● **Exercise details**: Copy the records below exactly as they appear.

(Dataset entries)
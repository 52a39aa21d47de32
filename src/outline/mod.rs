//! Outline parsing.
//!
//! Turns indented text (or the simplified flow-chart mindmap markup) into a
//! [`Tree`]. Parsing never fails: empty or unusable input falls back to a
//! default single-node tree.

use std::collections::HashMap;

use once_cell::sync::Lazy;
use regex::Regex;
use tracing::debug;

use crate::tree::{NodeId, Tree};

/// `root((Label))` bubble syntax on the root line of flow-chart input.
static ROOT_BUBBLE: Lazy<Regex> =
    Lazy::new(|| Regex::new(r"^root\(\((.*)\)\)$").expect("root bubble regex"));

/// Dominant indentation unit of a document, detected once from the whole
/// input and applied uniformly.
#[derive(Debug, Clone, Copy, PartialEq, Eq)]
enum IndentUnit {
    Tabs,
    Spaces,
}

impl IndentUnit {
    /// Tabs win only when strictly more lines start with a tab than with
    /// two spaces.
    fn detect(input: &str) -> Self {
        let mut tabs = 0usize;
        let mut spaces = 0usize;
        for line in input.lines() {
            if line.starts_with('\t') {
                tabs += 1;
            } else if line.starts_with("  ") {
                spaces += 1;
            }
        }
        if tabs > spaces { Self::Tabs } else { Self::Spaces }
    }

    /// Indentation depth of one line under this unit.
    fn depth_of(self, line: &str) -> usize {
        match self {
            Self::Tabs => line.chars().take_while(|&c| c == '\t').count(),
            Self::Spaces => {
                let mut count = 0usize;
                for c in line.chars() {
                    match c {
                        ' ' => count += 1,
                        // A stray tab in a space-indented document counts
                        // as one two-space group.
                        '\t' => count += 2,
                        _ => break,
                    }
                }
                count / 2
            }
        }
    }
}

/// Parse outline text into a tree.
///
/// Blank lines are skipped and a literal `mindmap` header line is consumed
/// as metadata. Without the header the first depth-0 line becomes the root;
/// with it, the first depth-1 line does. Indentation jumps of more than one
/// level reattach to the nearest recorded shallower ancestor. Input that
/// never yields a root produces a single node labeled `Root`.
pub fn parse(input: &str) -> Tree {
    let unit = IndentUnit::detect(input);
    let mut tree = Tree::new("Root");
    let mut have_root = false;
    let mut last_at_depth: HashMap<usize, NodeId> = HashMap::new();
    let mut prev_depth = 0usize;
    let mut saw_header = false;

    for line in input.lines() {
        let trimmed = line.trim();
        if trimmed.is_empty() {
            continue;
        }
        if trimmed == "mindmap" {
            saw_header = true;
            continue;
        }

        let depth = unit.depth_of(line);
        let label = clean_label(trimmed);

        if !have_root {
            let root_depth = usize::from(saw_header);
            if depth == root_depth {
                let root = tree.root();
                tree.node_mut(root).label = clean_root_label(&label);
                have_root = true;
                last_at_depth.insert(depth, root);
                prev_depth = depth;
            }
            // Lines before any root are dropped.
            continue;
        }

        if depth > prev_depth {
            // Deeper, by any amount: child of the last node recorded at the
            // previous depth.
            if let Some(&parent) = last_at_depth.get(&prev_depth) {
                let id = tree.add_child(parent, label);
                last_at_depth.insert(depth, id);
            }
        } else if let Some(&parent) = depth.checked_sub(1).and_then(|d| last_at_depth.get(&d)) {
            // Equal or shallower: sibling chain through the recorded parent
            // one level up. Recorded nodes deeper than this line are stale.
            let id = tree.add_child(parent, label);
            for stale in depth + 1..=prev_depth {
                last_at_depth.remove(&stale);
            }
            last_at_depth.insert(depth, id);
        } else {
            // No valid parent exists (another line at the root's own depth);
            // the first qualifying line already won the root.
            debug!(%label, depth, "dropping outline line with no parent");
        }
        prev_depth = depth;
    }

    if !have_root {
        debug!("no usable outline lines; falling back to default tree");
    }
    tree
}

/// Strip leading spaces, tabs, and list dashes, then trim.
fn clean_label(text: &str) -> String {
    text.trim_start_matches([' ', '\t', '-']).trim().to_string()
}

/// Unwrap the `root((Label))` bubble when the root line uses it.
fn clean_root_label(text: &str) -> String {
    match ROOT_BUBBLE.captures(text) {
        Some(caps) => caps[1].trim().to_string(),
        None => text.to_string(),
    }
}

/// Regenerate two-space-indented outline text from a tree.
///
/// Re-parsing the result yields a tree isomorphic to the input (style
/// overrides are not carried).
pub fn format_outline(tree: &Tree) -> String {
    let mut out = String::new();
    let mut stack = vec![(tree.root(), 0usize)];
    while let Some((id, depth)) = stack.pop() {
        out.push_str(&"  ".repeat(depth));
        out.push_str(&tree.node(id).label);
        out.push('\n');
        for &child in tree.children(id).iter().rev() {
            stack.push((child, depth + 1));
        }
    }
    out
}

● **Task output**:
repository 52a39aa21d47de32
filename src/outline/mod.rs
//! Outline parsing.
//!
//! Turns indented text (or the simplified flow-chart mindmap markup) into a
//! [`Tree`]. Parsing never fails: empty or unusable input falls back to a
//! default single-node tree.

use std::collections::HashMap;

use once_cell::sync::Lazy;
use regex::Regex;
use tracing::debug;

use crate::tree::{NodeId, Tree};

/// `root((Label))` bubble syntax on the root line of flow-chart input.
static ROOT_BUBBLE: Lazy<Regex> =
    Lazy::new(|| Regex::new(r"^root\(\((.*)\)\)$").expect("root bubble regex"));

/// Dominant indentation unit of a document, detected once from the whole
/// input and applied uniformly.
#[derive(Debug, Clone, Copy, PartialEq, Eq)]
enum IndentUnit {
    Tabs,
    Spaces,
}

impl IndentUnit {
    /// Tabs win only when strictly more lines start with a tab than with
    /// two spaces.
    fn detect(input: &str) -> Self {
        let mut tabs = 0usize;
        let mut spaces = 0usize;
        for line in input.lines() {
            if line.starts_with('\t') {
                tabs += 1;
            } else if line.starts_with("  ") {
                spaces += 1;
            }
        }
        if tabs > spaces { Self::Tabs } else { Self::Spaces }
    }

    /// Indentation depth of one line under this unit.
    fn depth_of(self, line: &str) -> usize {
        match self {
            Self::Tabs => line.chars().take_while(|&c| c == '\t').count(),
            Self::Spaces => {
                let mut count = 0usize;
                for c in line.chars() {
                    match c {
                        ' ' => count += 1,
                        // A stray tab in a space-indented document counts
                        // as one two-space group.
                        '\t' => count += 2,
                        _ => break,
                    }
                }
                count / 2
            }
        }
    }
}

/// Parse outline text into a tree.
///
/// Blank lines are skipped and a literal `mindmap` header line is consumed
/// as metadata. Without the header the first depth-0 line becomes the root;
/// with it, the first depth-1 line does. Indentation jumps of more than one
/// level reattach to the nearest recorded shallower ancestor. Input that
/// never yields a root produces a single node labeled `Root`.
pub fn parse(input: &str) -> Tree {
    let unit = IndentUnit::detect(input);
    let mut tree = Tree::new("Root");
    let mut have_root = false;
    let mut last_at_depth: HashMap<usize, NodeId> = HashMap::new();
    let mut prev_depth = 0usize;
    let mut saw_header = false;

    for line in input.lines() {
        let trimmed = line.trim();
        if trimmed.is_empty() {
            continue;
        }
        if trimmed == "mindmap" {
            saw_header = true;
            continue;
        }

        let depth = unit.depth_of(line);
        let label = clean_label(trimmed);

        if !have_root {
            let root_depth = usize::from(saw_header);
            if depth == root_depth {
                let root = tree.root();
                tree.node_mut(root).label = clean_root_label(&label);
                have_root = true;
                last_at_depth.insert(depth, root);
                prev_depth = depth;
            }
            // Lines before any root are dropped.
            continue;
        }

        if depth > prev_depth {
            // Deeper, by any amount: child of the last node recorded at the
            // previous depth.
            if let Some(&parent) = last_at_depth.get(&prev_depth) {
                let id = tree.add_child(parent, label);
                last_at_depth.insert(depth, id);
            }
        } else if let Some(&parent) = depth.checked_sub(1).and_then(|d| last_at_depth.get(&d)) {
            // Equal or shallower: sibling chain through the recorded parent
            // one level up. Recorded nodes deeper than this line are stale.
            let id = tree.add_child(parent, label);
            for stale in depth + 1..=prev_depth {
                last_at_depth.remove(&stale);
            }
            last_at_depth.insert(depth, id);
        } else {
            // No valid parent exists (another line at the root's own depth);
            // the first qualifying line already won the root.
            debug!(%label, depth, "dropping outline line with no parent");
        }
        prev_depth = depth;
    }

    if !have_root {
        debug!("no usable outline lines; falling back to default tree");
    }
    tree
}

/// Strip leading spaces, tabs, and list dashes, then trim.
fn clean_label(text: &str) -> String {
    text.trim_start_matches([' ', '\t', '-']).trim().to_string()
}

/// Unwrap the `root((Label))` bubble when the root line uses it.
fn clean_root_label(text: &str) -> String {
    match ROOT_BUBBLE.captures(text) {
        Some(caps) => caps[1].trim().to_string(),
        None => text.to_string(),
    }
}

/// Regenerate two-space-indented outline text from a tree.
///
/// Re-parsing the result yields a tree isomorphic to the input (style
/// overrides are not carried).
pub fn format_outline(tree: &Tree) -> String {
    let mut out = String::new();
    let mut stack = vec![(tree.root(), 0usize)];
    while let Some((id, depth)) = stack.pop() {
        out.push_str(&"  ".repeat(depth));
        out.push_str(&tree.node(id).label);
        out.push('\n');
        for &child in tree.children(id).iter().rev() {
            stack.push((child, depth + 1));
        }
    }
    out
}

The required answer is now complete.